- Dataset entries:
-*-*-

#[cfg(test)]
mod tests {
    use super::*;
    use crate::imaging::segmentation::tests::{BorderSegmenter, FailingSegmenter};
    use crate::test_helpers::jpeg_bytes;

    fn config() -> PipelineConfig {
        PipelineConfig::default()
    }

    fn request(config: &PipelineConfig) -> ProcessingRequest {
        ProcessingRequest::from_defaults(config)
    }

    fn run(
        bytes: &[u8],
        filename: &str,
        request: &ProcessingRequest,
        config: &PipelineConfig,
    ) -> ProcessingResult {
        process_with_segmenter(bytes, filename, request, config, &BorderSegmenter { border: 2 })
            .unwrap()
    }

    #[test]
    fn end_to_end_two_webp_sizes() {
        let source = jpeg_bytes(3000, 2000);
        let config = config();
        let mut req = request(&config).with_quality(85).unwrap();
        req.sizes = vec![400, 800];
        req.formats = vec![OutputFormat::Webp];

        let result = run(&source, "photo.jpg", &req, &config);

        assert_eq!(result.processed.len(), 2);
        assert!(result.failures.is_empty());

        let first = &result.processed[0];
        assert_eq!(first.format, OutputFormat::Webp);
        assert_eq!((first.size, first.width, first.height), (400, 400, 267));
        assert_eq!(first.filename, "photo_400.webp");

        let second = &result.processed[1];
        assert_eq!((second.size, second.width, second.height), (800, 800, 533));
        assert_eq!(second.filename, "photo_800.webp");

        for variant in &result.processed {
            assert!(variant.filesize_bytes < result.original.size_bytes);
            assert!(!variant.bytes.is_empty());
            assert!(variant.reduction.ends_with('%'));
        }

        assert_eq!(result.original.width, 3000);
        assert_eq!(result.original.format, "jpeg");
        assert_eq!(result.options.sizes, vec![400, 800]);
    }

    #[test]
    fn variant_order_is_size_major_and_deterministic() {
        let source = jpeg_bytes(1600, 1200);
        let config = config();
        let mut req = request(&config);
        req.sizes = vec![800, 400];
        req.formats = vec![OutputFormat::Webp, OutputFormat::Jpeg];
        req.generate_placeholder = false;

        let names = |result: &ProcessingResult| -> Vec<String> {
            result
                .processed
                .iter()
                .map(|v| v.filename.clone())
                .collect()
        };

        let first = run(&source, "a.jpg", &req, &config);
        assert_eq!(
            names(&first),
            vec![
                "a_800.webp".to_string(),
                "a_800.jpeg".to_string(),
                "a_400.webp".to_string(),
                "a_400.jpeg".to_string(),
            ]
        );

        // Repeated runs come back in the identical order regardless of how
        // the parallel cells interleaved.
        for _ in 0..3 {
            let again = run(&source, "a.jpg", &req, &config);
            assert_eq!(names(&again), names(&first));
        }
    }

    #[cfg(not(feature = "avif"))]
    #[test]
    fn avif_unavailable_fails_per_variant_not_per_request() {
        let source = jpeg_bytes(1000, 800);
        let config = config();
        let mut req = request(&config);
        req.sizes = vec![400, 800];
        req.formats = vec![OutputFormat::Webp, OutputFormat::Avif];

        let result = run(&source, "photo.jpg", &req, &config);

        // One webp success and one avif failure per size.
        assert_eq!(result.processed.len(), 2);
        assert_eq!(result.failures.len(), 2);
        assert!(result
            .processed
            .iter()
            .all(|v| v.format == OutputFormat::Webp));
        for failure in &result.failures {
            assert_eq!(failure.format, OutputFormat::Avif);
            assert_eq!(failure.kind, FailureKind::FormatUnavailable);
        }
        // Cross-product accounting holds.
        assert_eq!(result.processed.len() + result.failures.len(), 4);
    }

    #[cfg(not(feature = "avif"))]
    #[test]
    fn all_variants_failing_is_still_a_success_envelope() {
        let source = jpeg_bytes(600, 400);
        let config = config();
        let mut req = request(&config);
        req.formats = vec![OutputFormat::Avif];
        req.sizes = vec![200, 300];

        let result = run(&source, "photo.png", &req, &config);
        assert!(result.processed.is_empty());
        assert_eq!(result.failures.len(), 2);
        assert!(result.placeholder.is_some());
    }

    #[test]
    fn background_removal_adds_alpha_to_png_output() {
        let source = jpeg_bytes(200, 160);
        let config = config();
        let mut req = request(&config);
        req.remove_bg = true;
        req.formats = vec![OutputFormat::Png];
        req.sizes = vec![100];

        // Wide border: stays solidly transparent through the halving resize.
        let result = process_with_segmenter(
            &source,
            "photo.jpg",
            &req,
            &config,
            &BorderSegmenter { border: 40 },
        )
        .unwrap();
        assert!(result.options.background_removed);

        let variant = &result.processed[0];
        let (decoded, _) = codec::decode(&variant.bytes).unwrap();
        assert!(decoded.has_alpha(), "png output should carry alpha");
        // The faked border background must actually be transparent.
        assert_eq!(decoded.image.to_rgba8().get_pixel(0, 0)[3], 0);
    }

    #[test]
    fn background_removal_failure_is_fatal() {
        let source = jpeg_bytes(100, 100);
        let config = config();
        let mut req = request(&config);
        req.remove_bg = true;

        let err =
            process_with_segmenter(&source, "photo.jpg", &req, &config, &FailingSegmenter)
                .unwrap_err();
        assert!(matches!(err, ProcessError::Segmentation(_)));
    }

    #[test]
    fn segmenter_not_invoked_when_not_requested() {
        // FailingSegmenter would error if consulted.
        let source = jpeg_bytes(100, 100);
        let config = config();
        let req = request(&config);
        process_with_segmenter(&source, "photo.jpg", &req, &config, &FailingSegmenter).unwrap();
    }

    #[test]
    fn validation_rejects_before_decoding() {
        let config = config();
        let req = request(&config);
        // Not an image at all, but the extension check fires first.
        let err = process(b"not an image", "file.txt", &req, &config).unwrap_err();
        assert!(matches!(
            err,
            ProcessError::Request(RequestError::DisallowedExtension { .. })
        ));
    }

    #[test]
    fn corrupt_payload_with_valid_extension_fails_decode() {
        let config = config();
        let req = request(&config);
        let err = process(b"not an image", "file.png", &req, &config).unwrap_err();
        assert!(matches!(err, ProcessError::Decode(_)));
    }

    #[test]
    fn placeholder_is_a_jpeg_data_uri() {
        let source = jpeg_bytes(800, 600);
        let config = config();
        let req = request(&config);

        let result = run(&source, "photo.jpg", &req, &config);
        let placeholder = result.placeholder.expect("placeholder requested");
        assert!(placeholder.data_uri.starts_with("data:image/jpeg;base64,"));
        assert!(!placeholder.bytes.is_empty());
    }

    #[test]
    fn placeholder_can_be_disabled() {
        let source = jpeg_bytes(400, 300);
        let config = config();
        let mut req = request(&config);
        req.generate_placeholder = false;

        let result = run(&source, "photo.jpg", &req, &config);
        assert!(result.placeholder.is_none());
    }

    #[test]
    fn oversize_request_widths_clamp_to_source() {
        let source = jpeg_bytes(500, 400);
        let config = config();
        let mut req = request(&config);
        req.sizes = vec![400, 1200];
        req.formats = vec![OutputFormat::Webp];

        let result = run(&source, "photo.jpg", &req, &config);
        assert_eq!(result.processed.len(), 2);
        assert_eq!(result.processed[0].width, 400);
        // Requested 1200 exceeds the 500px source → clamped, name keeps the
        // requested size.
        assert_eq!(result.processed[1].width, 500);
        assert_eq!(result.processed[1].size, 1200);
        assert_eq!(result.processed[1].filename, "photo_1200.webp");
    }

    #[test]
    fn zero_timeout_reports_timeout() {
        let source = jpeg_bytes(400, 300);
        let mut config = config();
        config.timeout_secs = 0;
        let req = request(&config);

        let err = process(&source, "photo.jpg", &req, &config).unwrap_err();
        assert!(matches!(err, ProcessError::Timeout(_)));
    }

    #[test]
    fn strip_exif_clears_metadata_before_encoding() {
        // A PNG with an embedded ICC profile: after a strip-enabled run, the
        // PNG variant must come back without one.
        let mut raster = crate::test_helpers::gradient_raster(64, 48);
        raster.icc = Some(vec![0u8; 128]);
        let source = codec::encode(&raster, OutputFormat::Png, crate::imaging::Quality::default())
            .unwrap();

        let config = config();
        let mut req = request(&config);
        req.formats = vec![OutputFormat::Png];
        req.sizes = vec![32];
        req.optimize = false;

        let result = run(&source, "art.png", &req, &config);
        let (decoded, _) = codec::decode(&result.processed[0].bytes).unwrap();
        assert_eq!(decoded.icc, None);
    }

    #[test]
    fn result_serializes_without_raw_bytes() {
        let source = jpeg_bytes(300, 200);
        let config = config();
        let req = request(&config);

        let result = run(&source, "photo.jpg", &req, &config);
        let json = serde_json::to_value(&result).unwrap();

        assert!(json["processed"][0]["filename"].is_string());
        assert!(json["processed"][0].get("bytes").is_none());
        assert!(json["placeholder"]
            .as_str()
            .unwrap()
            .starts_with("data:image/jpeg;base64,"));
        assert_eq!(json["options"]["quality"], 95);
    }
}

-*-*-

- Your assignment:
Apply a filter for "must" to the entries and show each line that passes.

- Task solution:
        // The faked border background must actually be transparent.
        // PNG variant must come back without one.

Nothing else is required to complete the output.